A New, Nuanced Vision of Amedeo Modigliani on View at the Jewish Museum
Text by Mary Gregory, Photos by Adel Gorgy
One of the highlights of a glorious fall/winter season for art in New York is the Jewish Museum’s Modigliani Unmasked, a rare exhibition of over 100 drawings, sculptures and paintings by one of the great artists of the 20th century. The exhibition is stunning, filled with lush colors, sensuous figures, and bold early modernist experimental themes and techniques. It’s as complex and rich as the artist, himself.
“Unfinished Portrait of Paul Alexandre.” Alexandre was Modigliani’s first and most important patron.
The collection of drawings, which make up the bulk of the show, was bought by a friend, admirer, and early supporter of Modigliani, Dr. Paul Alexandre. Most of them have not been shown before. It’s a unique chance to see quick sketches that reveal the spontaneity of the artist’s hand, completed paintings that required more time, and sculptures hewn from stone that still carry the fluid, graceful, exaggerated and abstracted lyricism for which Modigliani is not just famous, but revered.
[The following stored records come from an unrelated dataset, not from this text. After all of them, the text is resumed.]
//! Test server lifecycle management
//!
//! This module manages spawning and shutting down test HTTP servers.
//! Each test gets an isolated server with its own database and its own
//! stub lookup service.

use super::constants::*;
use axum::{extract::Query, http::StatusCode, response::IntoResponse, routing::get, Json, Router};
use serde_json::json;
use songs_catalog_server::server::{make_app, RequestsLoggingLevel, ServerConfig};
use songs_catalog_server::song_store::{NewSong, SongStore, SqliteSongStore};
use songs_catalog_server::EnrichmentClient;
use std::collections::HashMap;
use std::sync::Arc;
use std::time::Duration;
use tempfile::TempDir;
use tokio::net::TcpListener;

/// Stand-in for the external `/info` lookup endpoint.
async fn stub_info(Query(params): Query<HashMap<String, String>>) -> impl IntoResponse {
    let group = params.get("group").cloned().unwrap_or_default();
    let song = params.get("song").cloned().unwrap_or_default();

    if group == BROKEN_GROUP {
        return (StatusCode::INTERNAL_SERVER_ERROR, "lookup exploded").into_response();
    }
    if group == SLOW_GROUP {
        tokio::time::sleep(Duration::from_millis(SLOW_RESPONSE_DELAY_MS)).await;
    }

    if group == KNOWN_GROUP && song == KNOWN_SONG {
        return Json(json!({
            "releaseDate": KNOWN_RELEASE_DATE,
            "text": KNOWN_TEXT,
            "link": KNOWN_LINK,
        }))
        .into_response();
    }

    // Echo the decoded query back so tests can check what actually arrived.
    Json(json!({
        "releaseDate": "2020-01-01",
        "text": format!("{}|{}", group, song),
        "link": "/songs/generic",
    }))
    .into_response()
}

async fn spawn_lookup_stub() -> (String, tokio::sync::oneshot::Sender<()>) {
    let listener = TcpListener::bind("127.0.0.1:0")
        .await
        .expect("Failed to bind lookup stub");
    let port = listener
        .local_addr()
        .expect("Failed to get lookup stub address")
        .port();

    let (shutdown_tx, shutdown_rx) = tokio::sync::oneshot::channel::<()>();
    let router = Router::new().route("/info", get(stub_info));
    tokio::spawn(async move {
        axum::serve(listener, router)
            .with_graceful_shutdown(async {
                shutdown_rx.await.ok();
            })
            .await
            .expect("Lookup stub failed");
    });

    (format!("http://127.0.0.1:{}", port), shutdown_tx)
}

/// Test server instance with isolated database and lookup stub
///
/// When dropped, the server gracefully shuts down and temp resources are cleaned up.
pub struct TestServer {
    /// Base URL for making requests (e.g., "http://127.0.0.1:12345")
    pub base_url: String,

    /// The port the server is listening on
    pub port: u16,

    /// Song store for direct database access in tests
    pub song_store: Arc<SqliteSongStore>,

    // Private fields - keep resources alive until drop
    _temp_db_dir: TempDir,
    _shutdown_tx: Option<tokio::sync::oneshot::Sender<()>>,
    _lookup_shutdown_tx: Option<tokio::sync::oneshot::Sender<()>>,
}

impl TestServer {
    /// Spawns a new test server on a random port
    ///
    /// This function:
    /// 1. Creates a temporary songs database
    /// 2. Starts the stub lookup service on its own random port
    /// 3. Binds to a random port (127.0.0.1:0)
    /// 4. Spawns the server in a background task
    /// 5. Waits for the server to be ready
    ///
    /// # Panics
    ///
    /// Panics if any of the above fails or the server doesn't become ready
    /// within timeout.
    pub async fn spawn() -> Self {
        let temp_db_dir = TempDir::new().expect("Failed to create temp dir");
        let db_path = temp_db_dir.path().join("songs.db");
        let song_store = Arc::new(
            SqliteSongStore::new(&db_path, Duration::from_secs(1))
                .expect("Failed to open song store"),
        );

        let (lookup_url, lookup_shutdown_tx) = spawn_lookup_stub().await;
        let details_provider = Arc::new(
            EnrichmentClient::new(&lookup_url, Duration::from_millis(ENRICHMENT_TIMEOUT_MS))
                .expect("Failed to build enrichment client"),
        );

        // Bind to random port
        let listener = TcpListener::bind("127.0.0.1:0")
            .await
            .expect("Failed to bind to random port");

        let port = listener
            .local_addr()
            .expect("Failed to get local address")
            .port();

        let base_url = format!("http://127.0.0.1:{}", port);

        // Create shutdown channel
        let (shutdown_tx, shutdown_rx) = tokio::sync::oneshot::channel::<()>();

        let config = ServerConfig {
            port,
            requests_logging_level: RequestsLoggingLevel::None,
            store_timeout: Duration::from_secs(2),
        };

        let app = make_app(config, song_store.clone(), details_provider);

        // Spawn server in background task with graceful shutdown
        tokio::spawn(async move {
            axum::serve(listener, app)
                .with_graceful_shutdown(async {
                    shutdown_rx.await.ok();
                })
                .await
                .expect("Server failed");
        });

        let server = Self {
            base_url,
            port,
            song_store,
            _temp_db_dir: temp_db_dir,
            _shutdown_tx: Some(shutdown_tx),
            _lookup_shutdown_tx: Some(lookup_shutdown_tx),
        };

        server.wait_for_ready().await;

        server
    }

    /// Inserts a song directly into the store, bypassing the lookup service.
    pub fn seed_song(&self, group: &str, title: &str) -> i64 {
        self.song_store
            .create_song(&NewSong {
                group_name: group.to_string(),
                song_name: title.to_string(),
                release_date: "2001-01-01".to_string(),
                text: format!("{} lyrics", title),
                link: "https://example.com/seed".to_string(),
            })
            .expect("Failed to seed song")
    }

    /// Waits for the server to become ready by polling the home endpoint
    async fn wait_for_ready(&self) {
        let client = reqwest::Client::builder()
            .timeout(Duration::from_millis(100))
            .build()
            .expect("Failed to build reqwest client");

        let start = std::time::Instant::now();
        let timeout = Duration::from_millis(SERVER_READY_TIMEOUT_MS);

        loop {
            if start.elapsed() > timeout {
                panic!(
                    "Server did not become ready within {}ms",
                    SERVER_READY_TIMEOUT_MS
                );
            }

            match client.get(format!("{}/", self.base_url)).send().await {
                Ok(response) if response.status().is_success() => return,
                _ => {
                    tokio::time::sleep(Duration::from_millis(SERVER_READY_POLL_INTERVAL_MS)).await;
                }
            }
        }
    }
}

impl Drop for TestServer {
    fn drop(&mut self) {
        if let Some(tx) = self._shutdown_tx.take() {
            let _ = tx.send(());
        }
        if let Some(tx) = self._lookup_shutdown_tx.take() {
            let _ = tx.send(());
        }
    }
}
Modigliani’s 1912 “Head of a Woman” in limestone reveals his mastery of many materials.
The exhibition focuses on the early part of Modigliani’s career, shortly after he arrived in Paris, in 1906. It was a glorious time in Paris. Artists like Pablo Picasso and Constantin Brâncusi were already there, and they became friends, colleagues, inspiration and sometimes rivals with the young Italian émigré. But it was also a difficult time, politically. Modigliani was a Sephardic Jew, and Paris was a hotbed of anti-Semitism after the Dreyfus Affair.
The exhibition shines a light on both of those aspects of life in Paris at the beginning of the 20th century, and offers ways to approach Modigliani’s work by considering all the cultural influences that surrounded him. Mostly, though, it presents a vast body of splendid, original work and a unique artist’s vision and voice.
In “Female Nude Leaning on Her Left Elbow” Modigliani wields his pencil with a sculptor’s force.
“Nude with a Hat” is on one side of a rare double-sided painting by Modigliani.
Nude drawings of beautiful women reveal Modigliani’s smooth, elegant line, but also his the mind of a sculptor. One of the intriguing effects one notices is heavy outlining around the edges of the body, as though he were trying to carve a niche for his figures with dark shadows. The dramatic lighting on the wonderful collection of sculptures by Modigliani (as well as African, Greek, Egyptian, and Khmer work that influenced him) reinforces the fact that line was a key element in the artist’s visual vocabulary. But perhaps nothing says that more eloquently than the paintings.
“Head in Profile,” a 1911–12 drawing on paper
“The Jewess,” a 1908 oil on canvas is resplendent in rich blue and dark turquoise. A later work, “Jeanne Hébuterne with Yellow Sweater” shows a softer palette and Modigliani’s more developed style. Cool, removed, with blanked out eyes, Jeanne, Modigliani’s lover, muse and frequent model, looks a little like a soft sculpture.
“Jeanne Hébuterne with Yellow Sweater” is a tender depiction of Modigliani’s lover. They both met tragic ends.
Struggling and impoverished, Modigliani, whose work is adored today, was not recognized or rewarded for his art in his own lifetime. He died of tuberculosis in 1920, at age 35, just two years after painting Jeanne’s picture. She threw herself out of the window two days after his death, killing herself and their unborn child.
Modigliani’s 1919 painting “Lunia Czechowska”
The exhibition includes historical items from Paris in Modigliani’s time, personal letters, and wall texts that round out a picture of an era and an artist whose passion and pathos changed the course of Modern Art. It runs through February 4th, 2018.
Top Photo: “The Jewess” a 1908 oil on canvas, is a highlight of Modigliani Unmasked.